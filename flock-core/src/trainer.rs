//! Train birds with tabular actor-critic.
mod config;
use crate::{
    error::FlockError,
    record::{AgentTables, EpisodeSummary, Recorder, TableSnapshot},
    Action, ActiveLearner, BoltzmannPolicy, Env, Observer, StateIndex, StateIndexCodec, Step,
    TrainingSignal, ValueTable,
};
use anyhow::Result;
pub use config::{TrainerConfig, UpdateMode};
use log::{debug, info, trace};
use rand::{rngs::SmallRng, SeedableRng};
use rayon::prelude::*;
use std::time::Instant;

/// Per-bird observer, boxed so birds can use different variants.
pub type BoxedObserver<S> = Box<dyn Observer<S>>;

#[cfg_attr(doc, aquamarine::aquamarine)]
/// Runs the on-policy actor-critic loop.
///
/// # Training loop
///
/// For every episode `ep` in `0..n_episodes`:
///
/// 1. Ask the [`TrainingSignal`] for the active learner of `ep`.
/// 2. Reset [`Env`] and compute the state index of every bird with its
///    [`Observer`] and the [`StateIndexCodec`].
/// 3. Until the episode terminates or `episode_length` steps are taken:
///     1. Every bird samples an [`Action`] from its [`BoltzmannPolicy`] row.
///     2. The joint action is applied with [`Env::dynamics`], giving the next state.
///     3. Every bird observes the next state.
///     4. [`Env::reward`] returns the rewards and the termination flag.
///     5. For each updated bird, the TD error is
///        * `r - V(s)` on a terminal step, without bootstrapping, or
///        * `r + gamma * V(s') - V(s)` otherwise,
///
///        and it drives both `V(s) += alpha_w * delta` and the natural-gradient
///        step of the policy row of `s` for the action taken.
///     6. On a non-terminal step, `s := s'`.
/// 4. Hand the [`EpisodeSummary`] to the [`Recorder`], and a [`TableSnapshot`]
///    every `snapshot_interval` episodes.
///
/// Which birds are updated depends on [`UpdateMode`]: only the active learners
/// with [`UpdateMode::Autocurriculum`], every bird with [`UpdateMode::AllAgents`].
///
/// # Interaction of objects
///
/// ```mermaid
/// graph LR
///     A[Env]-->|State|B[Observer]
///     B -->|Observation|C[StateIndexCodec]
///     C -->|StateIndex|D[BoltzmannPolicy]
///     D -->|Action|A
///     A -->|Step|E[ValueTable]
///     E -->|TD error|D
/// ```
///
/// Episodes run strictly one after another. Within a step, actions and
/// observations of different birds are independent; with
/// [`TrainerConfig::parallel`] they are computed on the rayon thread pool and
/// joined before the dynamics and before the update phase respectively.
pub struct Trainer<E: Env> {
    config: TrainerConfig,
    codec: StateIndexCodec,
    observers: Vec<BoxedObserver<E::State>>,
    signal: TrainingSignal,
    values: ValueTable,
    policy: BoltzmannPolicy,

    /// One sampling stream per bird, so that sampling is the same with or
    /// without parallelism.
    rngs: Vec<SmallRng>,
}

- [WHAT THIS TASK INVOLVES] Once the line that contains "the active learners" is found, please give it again exactly, along with each line that comes after it, through the last line of the entries.

- [WRITTEN ANSWER]
/// Which birds are updated depends on [`UpdateMode`]: only the active learners
/// with [`UpdateMode::Autocurriculum`], every bird with [`UpdateMode::AllAgents`].
///
/// # Interaction of objects
///
/// ```mermaid
/// graph LR
///     A[Env]-->|State|B[Observer]
///     B -->|Observation|C[StateIndexCodec]
///     C -->|StateIndex|D[BoltzmannPolicy]
///     D -->|Action|A
///     A -->|Step|E[ValueTable]
///     E -->|TD error|D
/// ```
///
/// Episodes run strictly one after another. Within a step, actions and
/// observations of different birds are independent; with
/// [`TrainerConfig::parallel`] they are computed on the rayon thread pool and
/// joined before the dynamics and before the update phase respectively.
pub struct Trainer<E: Env> {
    config: TrainerConfig,
    codec: StateIndexCodec,
    observers: Vec<BoxedObserver<E::State>>,
    signal: TrainingSignal,
    values: ValueTable,
    policy: BoltzmannPolicy,

    /// One sampling stream per bird, so that sampling is the same with or
    /// without parallelism.
    rngs: Vec<SmallRng>,
}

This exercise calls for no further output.